--- START ---
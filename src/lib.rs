mod climatology;
mod error;
mod estimator;
mod server;
mod types;

pub use error::WeatherOddsError;

pub use climatology::error::ClimatologyError;
pub use climatology::fetcher::*;

pub use estimator::probability::{estimate, ProbabilityResult, RawInputs};
pub use estimator::ramp::{ramp_down, ramp_up, Percent, Ramp, Slope};
pub use estimator::thresholds::*;

pub use server::config::ServerArgs;
pub use server::error::{ApiError, ServerError};
pub use server::{router, run, AppState};

pub use types::climate_parameter::ClimateParameter;
pub use types::climatology_record::{ClimatologyRecord, MonthlySeries};
pub use types::location::{Coordinates, LatLon};
pub use types::month::{month_from_iso, Month};
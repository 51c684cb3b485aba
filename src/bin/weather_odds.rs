use clap::Parser;
use log::info;
use weather_odds::{run, AppState, ClimatologyFetcher, ServerArgs, Thresholds, WeatherOddsError};

#[tokio::main]
async fn main() -> Result<(), WeatherOddsError> {
    let args = ServerArgs::parse();

    // RUST_LOG takes precedence over --log-level
    env_logger::Builder::new()
        .filter_level(args.log_level)
        .parse_default_env()
        .init();

    let fetcher = ClimatologyFetcher::builder()
        .base_url(args.power_url.clone())
        .timeout(args.upstream_timeout())
        .build()?;
    info!("Using climatology source {}", args.power_url);

    run(args.bind, AppState::new(fetcher, Thresholds::default())).await?;
    Ok(())
}
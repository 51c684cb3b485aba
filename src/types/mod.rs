pub mod climate_parameter;
pub mod climatology_record;
pub mod location;
pub mod month;
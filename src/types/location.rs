//! Geographic point used to address the climatology source.

use std::fmt;

/// Represents a geographical coordinate using latitude and longitude.
///
/// Latitude is the first element (index 0), and longitude is the second (index 1).
/// Both values are represented as `f64`. No bounds are enforced: out-of-range
/// coordinates are forwarded to the upstream source, which decides what to do with them.
///
/// # Examples
///
/// ```
/// use weather_odds::LatLon;
///
/// let berlin_center = LatLon(52.5200, 13.4050);
/// assert_eq!(berlin_center.0, 52.5200); // Latitude
/// assert_eq!(berlin_center.1, 13.4050); // Longitude
/// ```
#[derive(Debug, Clone, Copy, PartialEq)]
pub struct LatLon(pub f64, pub f64);

impl LatLon {
    pub fn latitude(self) -> f64 {
        self.0
    }
    pub fn longitude(self) -> f64 {
        self.1
    }
}

impl fmt::Display for LatLon {
    fn fmt(&self, f: &mut fmt::Formatter<'_>) -> fmt::Result {
        write!(f, "({}, {})", self.0, self.1)
    }
}

/// A point as a caller spelled it, forwarded to the climatology source verbatim.
///
/// The HTTP layer does not judge whether `lat`/`lon` are numbers; the upstream does,
/// and its verdict surfaces as an upstream error.
///
/// # Examples
///
/// ```
/// use weather_odds::{Coordinates, LatLon};
///
/// let point = Coordinates::from(LatLon(52.52, 13.4));
/// assert_eq!(point.latitude, "52.52");
/// assert_eq!(point.longitude, "13.4");
/// ```
#[derive(Debug, Clone, PartialEq, Eq)]
pub struct Coordinates {
    pub latitude: String,
    pub longitude: String,
}

impl Coordinates {
    pub fn new(latitude: impl Into<String>, longitude: impl Into<String>) -> Self {
        Self {
            latitude: latitude.into(),
            longitude: longitude.into(),
        }
    }
}

impl From<LatLon> for Coordinates {
    fn from(location: LatLon) -> Self {
        Self::new(location.latitude().to_string(), location.longitude().to_string())
    }
}

impl fmt::Display for Coordinates {
    fn fmt(&self, f: &mut fmt::Formatter<'_>) -> fmt::Result {
        write!(f, "({}, {})", self.latitude, self.longitude)
    }
}
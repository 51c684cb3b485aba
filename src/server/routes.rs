//! HTTP handlers.
//!
//! - `GET /api/probabilities?lat=<latitude>&lon=<longitude>&date=<ISO-8601 date>`
//! - `GET /health`

use crate::estimator::probability::{estimate, ProbabilityResult};
use crate::server::error::ApiError;
use crate::server::AppState;
use crate::types::location::Coordinates;
use crate::types::month::{month_from_iso, Month};
use axum::extract::rejection::QueryRejection;
use axum::extract::{Query, State};
use axum::Json;
use log::debug;
use serde::Deserialize;
use serde_json::{json, Value};
use std::sync::Arc;

/// Raw query string of `/api/probabilities`. Every field is optional here so that
/// missing parameters can be reported together as a JSON error.
#[derive(Debug, Default, Deserialize)]
pub(crate) struct ProbabilityQuery {
    lat: Option<String>,
    lon: Option<String>,
    date: Option<String>,
}

/// A validated `/api/probabilities` request. Coordinates stay as the caller wrote them.
#[derive(Debug, Clone, PartialEq)]
pub(crate) struct ProbabilityRequest {
    pub location: Coordinates,
    pub month: Month,
}

impl ProbabilityQuery {
    pub(crate) fn validate(self) -> Result<ProbabilityRequest, ApiError> {
        let mut missing = Vec::new();
        let mut require = |name: &'static str, value: Option<String>| {
            let value = value
            .map(|s| s.trim().to_string())
            .filter(|s| !s.is_empty());
            if value.is_none() {
                missing.push(name);
            }
            value
        };
        let lat = require("lat", self.lat);
        let lon = require("lon", self.lon);
        let date = require("date", self.date);

        let (Some(lat), Some(lon), Some(date)) = (lat, lon, date) else {
            return Err(ApiError::BadRequest(format!(
                "Missing required query parameter(s): {}",
                missing.join(", ")
            )));
        };

        Ok(ProbabilityRequest {
            location: Coordinates::new(lat, lon),
            month: month_from_iso(&date),
        })
    }
}

pub(crate) async fn get_probabilities(
    State(state): State<Arc<AppState>>,
    query: Result<Query<ProbabilityQuery>, QueryRejection>,
) -> Result<Json<ProbabilityResult>, ApiError> {
    let Query(query) = query.map_err(|e| ApiError::BadRequest(e.body_text()))?;
    let request = query.validate()?;
    debug!(
        "Estimating probabilities for {} in month {}",
        request.location, request.month
    );

    let record = state.fetcher.fetch(request.location).await?;
    Ok(Json(estimate(
        request.month,
        record.as_ref(),
        &state.thresholds,
    )))
}

pub(crate) async fn health() -> Json<Value> {
    Json(json!({ "status": "ok" }))
}
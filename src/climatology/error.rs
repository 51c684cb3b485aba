use thiserror::Error;

#[derive(Debug, Error)]
pub enum ClimatologyError {
    #[error("Invalid climatology endpoint '{url}': {reason}")]
    InvalidBaseUrl { url: String, reason: String },

    #[error("Failed to build HTTP client")]
    ClientBuild(#[source] reqwest::Error),

    #[error("Network request failed for {0}")]
    NetworkRequest(String, #[source] reqwest::Error),

    #[error("HTTP request failed for {url} with status {status}")]
    HttpStatus {
        url: String,
        status: reqwest::StatusCode,
        #[source]
        source: reqwest::Error,
    },

    #[error("Failed to parse climatology response from {0}")]
    JsonParse(String, #[source] serde_json::Error),
}
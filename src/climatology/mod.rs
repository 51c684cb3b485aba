pub mod error;
pub mod fetcher;
mod power_response;
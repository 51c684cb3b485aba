use crate::climatology::error::ClimatologyError;
use axum::http::StatusCode;
use axum::response::{IntoResponse, Response};
use axum::Json;
use log::error;
use serde_json::json;
use std::net::SocketAddr;
use thiserror::Error;

/// Message returned to callers when the climatology source fails; details stay in the log.
const UPSTREAM_FAILURE_MESSAGE: &str = "Failed to fetch climatology data";

/// Errors that end a request, rendered as `{"error": "..."}`.
#[derive(Debug, Error)]
pub enum ApiError {
    #[error("{0}")]
    BadRequest(String),

    #[error(transparent)]
    Upstream(#[from] ClimatologyError),
}

impl IntoResponse for ApiError {
    fn into_response(self) -> Response {
        let (status, message) = match &self {
            ApiError::BadRequest(message) => (StatusCode::BAD_REQUEST, message.clone()),
            ApiError::Upstream(e) => {
                error!("{}", error_chain(e));
                (
                    StatusCode::INTERNAL_SERVER_ERROR,
                    UPSTREAM_FAILURE_MESSAGE.to_string(),
                )
            }
        };
        (status, Json(json!({ "error": message }))).into_response()
    }
}

fn error_chain(e: &dyn std::error::Error) -> String {
    let mut chain = e.to_string();
    let mut source = e.source();
    while let Some(cause) = source {
        chain.push_str(": ");
        chain.push_str(&cause.to_string());
        source = cause.source();
    }
    chain
}

#[derive(Debug, Error)]
pub enum ServerError {
    #[error("Failed to bind listener on {0}")]
    Bind(SocketAddr, #[source] std::io::Error),

    #[error("HTTP server terminated unexpectedly")]
    Serve(#[source] std::io::Error),
}
use axum::http::Method;
use tower_http::cors::{AllowOrigin, Any, CorsLayer};

/// Cross-origin access from any origin, for the read-only API.
pub fn cors_layer() -> CorsLayer {
    CorsLayer::new()
        .allow_origin(AllowOrigin::any())
        .allow_methods([Method::GET, Method::OPTIONS])
        .allow_headers(Any)
}
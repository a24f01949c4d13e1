use analysis_core::{
    AnalysisError, ForecastResult, HeadlineSentiment, HistoryProvider, Interval, NewsSource,
    Period, PriceHistory, Ticker,
};
use forecast_engine::ForecastEngine;
use sentiment_analysis::SentimentScorer;
use serde::Serialize;
use std::sync::Arc;
use std::time::Duration;

pub mod cache;
pub use cache::TtlCache;

const DEFAULT_CACHE_TTL_SECS: u64 = 300; // 5 minutes
const DEFAULT_CACHE_MAX_ENTRIES: usize = 256;
const DEFAULT_HISTORY_TIMEOUT_SECS: u64 = 10;
const DEFAULT_NEWS_TIMEOUT_SECS: u64 = 8;

/// What to fetch: one ticker over one period at one sampling interval.
/// Also the history cache key.
#[derive(Debug, Clone, PartialEq, Eq, Hash, Serialize)]
pub struct HistoryRequest {
    pub ticker: Ticker,
    pub period: Period,
    pub interval: Interval,
}

impl HistoryRequest {
    pub fn new(ticker: Ticker, period: Period, interval: Interval) -> Self {
        Self { ticker, period, interval }
    }
}

#[derive(Debug, Clone)]
pub struct OrchestratorConfig {
    pub cache_ttl: Duration,
    pub cache_max_entries: usize,
    pub history_timeout: Duration,
    pub news_timeout: Duration,
}

impl Default for OrchestratorConfig {
    fn default() -> Self {
        Self {
            cache_ttl: Duration::from_secs(DEFAULT_CACHE_TTL_SECS),
            cache_max_entries: DEFAULT_CACHE_MAX_ENTRIES,
            history_timeout: Duration::from_secs(DEFAULT_HISTORY_TIMEOUT_SECS),
            news_timeout: Duration::from_secs(DEFAULT_NEWS_TIMEOUT_SECS),
        }
    }
}

/// Everything one dashboard refresh shows.
#[derive(Debug, Clone, Serialize)]
pub struct DashboardSnapshot {
    pub request: HistoryRequest,
    pub horizon_days: usize,
    pub history: PriceHistory,
    pub forecast: ForecastResult,
    pub sentiment: Vec<HeadlineSentiment>,
}

/// Runs the three dashboard pipelines. Each one degrades to its own empty
/// value on failure without affecting the others.
pub struct DashboardOrchestrator {
    history_provider: Arc<dyn HistoryProvider>,
    sentiment_scorer: SentimentScorer,
    forecast_engine: ForecastEngine,
    /// Successful fetches per (ticker, period, interval)
    history_cache: TtlCache<HistoryRequest, PriceHistory>,
    history_timeout: Duration,
}

impl DashboardOrchestrator {
    pub fn new(
        history_provider: Arc<dyn HistoryProvider>,
        news_source: Arc<dyn NewsSource>,
        config: OrchestratorConfig,
    ) -> Self {
        Self {
            history_provider,
            sentiment_scorer: SentimentScorer::new(news_source).with_timeout(config.news_timeout),
            forecast_engine: ForecastEngine::new(),
            history_cache: TtlCache::new(config.cache_ttl, config.cache_max_entries),
            history_timeout: config.history_timeout,
        }
    }

    /// Number of live history cache entries
    pub fn cache_len(&self) -> usize {
        self.history_cache.len()
    }

    /// Price history, or the empty history when the provider fails.
    pub async fn get_history(&self, request: &HistoryRequest) -> PriceHistory {
        match self.try_get_history(request).await {
            Ok(history) => history,
            Err(e @ AnalysisError::DataUnavailable(_)) => {
                tracing::info!("{}", e);
                PriceHistory::empty()
            }
            Err(e) => {
                tracing::warn!(
                    "No price history for {} ({}, {}): {}",
                    request.ticker,
                    request.period,
                    request.interval,
                    e
                );
                PriceHistory::empty()
            }
        }
    }

    /// Get price history (cached). Failures are never cached; a fetch that
    /// yields no bars is cached but reported as `DataUnavailable`.
    pub async fn try_get_history(&self, request: &HistoryRequest) -> Result<PriceHistory, AnalysisError> {
        let history = match self.history_cache.get(request) {
            Some(history) => {
                tracing::debug!("History cache hit for {}", request.ticker);
                history
            }
            None => {
                let history = tokio::time::timeout(
                    self.history_timeout,
                    self.history_provider
                        .fetch(&request.ticker, request.period, request.interval),
                )
                .await
                .map_err(|_| AnalysisError::Timeout(self.history_timeout.as_secs()))??;

                tracing::info!(
                    "Fetched {} bars for {} ({}, {})",
                    history.len(),
                    request.ticker,
                    request.period,
                    request.interval
                );
                self.history_cache.insert(request.clone(), history.clone());
                history
            }
        };

        if history.is_empty() {
            return Err(AnalysisError::DataUnavailable(format!(
                "no price bars for {} ({}, {})",
                request.ticker, request.period, request.interval
            )));
        }
        Ok(history)
    }

    /// Fit and project off the async workers.
    pub async fn forecast(&self, history: &PriceHistory, horizon_days: usize) -> ForecastResult {
        if history.is_empty() {
            return ForecastResult::unavailable();
        }

        let engine = self.forecast_engine.clone();
        let history = history.clone();
        match tokio::task::spawn_blocking(move || engine.forecast(&history, horizon_days)).await {
            Ok(result) => result,
            Err(e) => {
                tracing::warn!("Forecast task failed: {}", e);
                ForecastResult::unavailable()
            }
        }
    }

    pub async fn get_forecast(&self, request: &HistoryRequest, horizon_days: usize) -> (PriceHistory, ForecastResult) {
        let history = self.get_history(request).await;
        let forecast = self.forecast(&history, horizon_days).await;
        (history, forecast)
    }

    pub async fn get_sentiment(&self, ticker: &Ticker) -> Vec<HeadlineSentiment> {
        self.sentiment_scorer.score(ticker).await
    }

    /// History, forecast and sentiment for one refresh. News is fetched
    /// concurrently with the history and forecast chain.
    pub async fn dashboard(&self, request: &HistoryRequest, horizon_days: usize) -> DashboardSnapshot {
        tracing::info!(
            "Building dashboard for {} (period: {}, interval: {}, horizon: {})",
            request.ticker,
            request.period,
            request.interval,
            horizon_days
        );

        let ((history, forecast), sentiment) = tokio::join!(
            self.get_forecast(request, horizon_days),
            self.get_sentiment(&request.ticker),
        );

        DashboardSnapshot {
            request: request.clone(),
            horizon_days,
            history,
            forecast,
            sentiment,
        }
    }
}

#[cfg(test)]
mod tests {
    use super::*;
    use analysis_core::{NewsHeadline, PriceBar};
    use async_trait::async_trait;
    use chrono::NaiveDate;
    use std::sync::atomic::{AtomicUsize, Ordering};

    struct FakeHistory {
        bars: usize,
        fail: bool,
        hang: bool,
        calls: AtomicUsize,
    }

    impl FakeHistory {
        fn with_bars(bars: usize) -> Self {
            Self { bars, fail: false, hang: false, calls: AtomicUsize::new(0) }
        }

        fn failing() -> Self {
            Self { bars: 0, fail: true, hang: false, calls: AtomicUsize::new(0) }
        }

        fn hanging() -> Self {
            Self { bars: 0, fail: false, hang: true, calls: AtomicUsize::new(0) }
        }
    }

    #[async_trait]
    impl HistoryProvider for FakeHistory {
        async fn fetch(&self, _ticker: &Ticker, _period: Period, _interval: Interval) -> Result<PriceHistory, AnalysisError> {
            self.calls.fetch_add(1, Ordering::SeqCst);
            if self.hang {
                tokio::time::sleep(Duration::from_secs(3600)).await;
            }
            if self.fail {
                return Err(AnalysisError::ApiError("upstream returned 500".to_string()));
            }
            let start = NaiveDate::from_ymd_opt(2024, 1, 1).unwrap();
            let bars = (0..self.bars)
                .map(|i| PriceBar::from_close(start + chrono::Days::new(i as u64), 100.0 + i as f64))
                .collect();
            PriceHistory::new(bars)
        }
    }

    struct FakeNews {
        fail: bool,
    }

    #[async_trait]
    impl NewsSource for FakeNews {
        async fn headlines(&self, _ticker: &Ticker, _limit: usize) -> Result<Vec<NewsHeadline>, AnalysisError> {
            if self.fail {
                return Err(AnalysisError::NewsUnavailable("search endpoint down".to_string()));
            }
            Ok(vec![NewsHeadline {
                title: "Shares rally on strong demand".to_string(),
                publisher: None,
                link: None,
                published_at: None,
            }])
        }
    }

    fn orchestrator(history: Arc<FakeHistory>, news_fails: bool) -> DashboardOrchestrator {
        DashboardOrchestrator::new(
            history,
            Arc::new(FakeNews { fail: news_fails }),
            OrchestratorConfig::default(),
        )
    }

    fn request(symbol: &str) -> HistoryRequest {
        HistoryRequest::new(Ticker::parse(symbol).unwrap(), Period::Year1, Interval::Day1)
    }

    #[tokio::test]
    async fn test_dashboard_with_full_data() {
        let orch = orchestrator(Arc::new(FakeHistory::with_bars(30)), false);
        let snapshot = orch.dashboard(&request("AAPL"), 5).await;

        assert_eq!(snapshot.history.len(), 30);
        assert_eq!(snapshot.forecast.len(), 5);
        assert_eq!(snapshot.sentiment.len(), 1);
        assert!(snapshot.sentiment[0].polarity > 0.0);
    }

    #[tokio::test]
    async fn test_history_failure_leaves_sentiment_intact() {
        let orch = orchestrator(Arc::new(FakeHistory::failing()), false);
        let snapshot = orch.dashboard(&request("AAPL"), 30).await;

        assert!(snapshot.history.is_empty());
        assert!(snapshot.forecast.is_empty());
        assert_eq!(snapshot.sentiment.len(), 1);
    }

    #[tokio::test]
    async fn test_news_failure_leaves_history_and_forecast_intact() {
        let orch = orchestrator(Arc::new(FakeHistory::with_bars(40)), true);
        let snapshot = orch.dashboard(&request("AAPL"), 7).await;

        assert_eq!(snapshot.history.len(), 40);
        assert_eq!(snapshot.forecast.len(), 7);
        assert!(snapshot.sentiment.is_empty());
    }

    #[tokio::test]
    async fn test_short_history_has_no_forecast() {
        let orch = orchestrator(Arc::new(FakeHistory::with_bars(6)), false);
        let snapshot = orch.dashboard(&request("NEWCO"), 30).await;

        assert_eq!(snapshot.history.len(), 6);
        assert!(snapshot.forecast.is_empty());
    }

    #[tokio::test]
    async fn test_successful_history_is_cached() {
        let provider = Arc::new(FakeHistory::with_bars(12));
        let orch = orchestrator(provider.clone(), false);

        orch.get_history(&request("AAPL")).await;
        orch.get_history(&request("AAPL")).await;
        assert_eq!(provider.calls.load(Ordering::SeqCst), 1);
        assert_eq!(orch.cache_len(), 1);

        let mut other = request("AAPL");
        other.period = Period::Month3;
        orch.get_history(&other).await;
        assert_eq!(provider.calls.load(Ordering::SeqCst), 2);
    }

    #[tokio::test]
    async fn test_failures_are_not_cached() {
        let provider = Arc::new(FakeHistory::failing());
        let orch = orchestrator(provider.clone(), false);

        assert!(orch.get_history(&request("AAPL")).await.is_empty());
        assert!(orch.get_history(&request("AAPL")).await.is_empty());
        assert_eq!(provider.calls.load(Ordering::SeqCst), 2);
        assert_eq!(orch.cache_len(), 0);
    }

    #[tokio::test(start_paused = true)]
    async fn test_slow_history_times_out() {
        let orch = orchestrator(Arc::new(FakeHistory::hanging()), false);
        let result = orch.try_get_history(&request("AAPL")).await;
        assert!(matches!(result, Err(AnalysisError::Timeout(DEFAULT_HISTORY_TIMEOUT_SECS))));
    }

    #[tokio::test]
    async fn test_empty_history_is_data_unavailable() {
        let provider = Arc::new(FakeHistory::with_bars(0));
        let orch = orchestrator(provider.clone(), false);

        let err = orch.try_get_history(&request("ZZZZ")).await.unwrap_err();
        assert!(matches!(err, AnalysisError::DataUnavailable(_)));

        // The empty answer is cached, so the lookup is not repeated.
        assert!(orch.get_history(&request("ZZZZ")).await.is_empty());
        assert_eq!(provider.calls.load(Ordering::SeqCst), 1);
        assert_eq!(orch.cache_len(), 1);

        let snapshot = orch.dashboard(&request("ZZZZ"), 30).await;
        assert!(snapshot.history.is_empty());
        assert!(snapshot.forecast.is_empty());
        assert_eq!(snapshot.sentiment.len(), 1);
    }

    #[tokio::test]
    async fn test_forecast_of_empty_history_is_unavailable() {
        let orch = orchestrator(Arc::new(FakeHistory::with_bars(0)), false);
        let forecast = orch.forecast(&PriceHistory::empty(), 30).await;
        assert!(forecast.is_empty());
        assert!(forecast.model.is_none());
    }
}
--- END ---
(TASK REQUIREMENTS):
Each line from the first line of the listing through the line containing "are enforced: out-of-range" must be set down exactly; no other line belongs in the answer.

(EXERCISE RESPONSE):
filename src/lib.rs
mod climatology;
mod error;
mod estimator;
mod server;
mod types;

pub use error::WeatherOddsError;

pub use climatology::error::ClimatologyError;
pub use climatology::fetcher::*;

pub use estimator::probability::{estimate, ProbabilityResult, RawInputs};
pub use estimator::ramp::{ramp_down, ramp_up, Percent, Ramp, Slope};
pub use estimator::thresholds::*;

pub use server::config::ServerArgs;
pub use server::error::{ApiError, ServerError};
pub use server::{router, run, AppState};

pub use types::climate_parameter::ClimateParameter;
pub use types::climatology_record::{ClimatologyRecord, MonthlySeries};
pub use types::location::{Coordinates, LatLon};
pub use types::month::{month_from_iso, Month};
repository 51c684cb3b485aba
filename src/bin/weather_odds.rs
use clap::Parser;
use log::info;
use weather_odds::{run, AppState, ClimatologyFetcher, ServerArgs, Thresholds, WeatherOddsError};

#[tokio::main]
async fn main() -> Result<(), WeatherOddsError> {
    let args = ServerArgs::parse();

    // RUST_LOG takes precedence over --log-level
    env_logger::Builder::new()
        .filter_level(args.log_level)
        .parse_default_env()
        .init();

    let fetcher = ClimatologyFetcher::builder()
        .base_url(args.power_url.clone())
        .timeout(args.upstream_timeout())
        .build()?;
    info!("Using climatology source {}", args.power_url);

    run(args.bind, AppState::new(fetcher, Thresholds::default())).await?;
    Ok(())
}
repository 51c684cb3b485aba
filename src/types/mod.rs
pub mod climate_parameter;
pub mod climatology_record;
pub mod location;
pub mod month;
filename src/types/location.rs
//! Geographic point used to address the climatology source.

use std::fmt;

/// Represents a geographical coordinate using latitude and longitude.
///
/// Latitude is the first element (index 0), and longitude is the second (index 1).
/// Both values are represented as `f64`. No bounds are enforced: out-of-range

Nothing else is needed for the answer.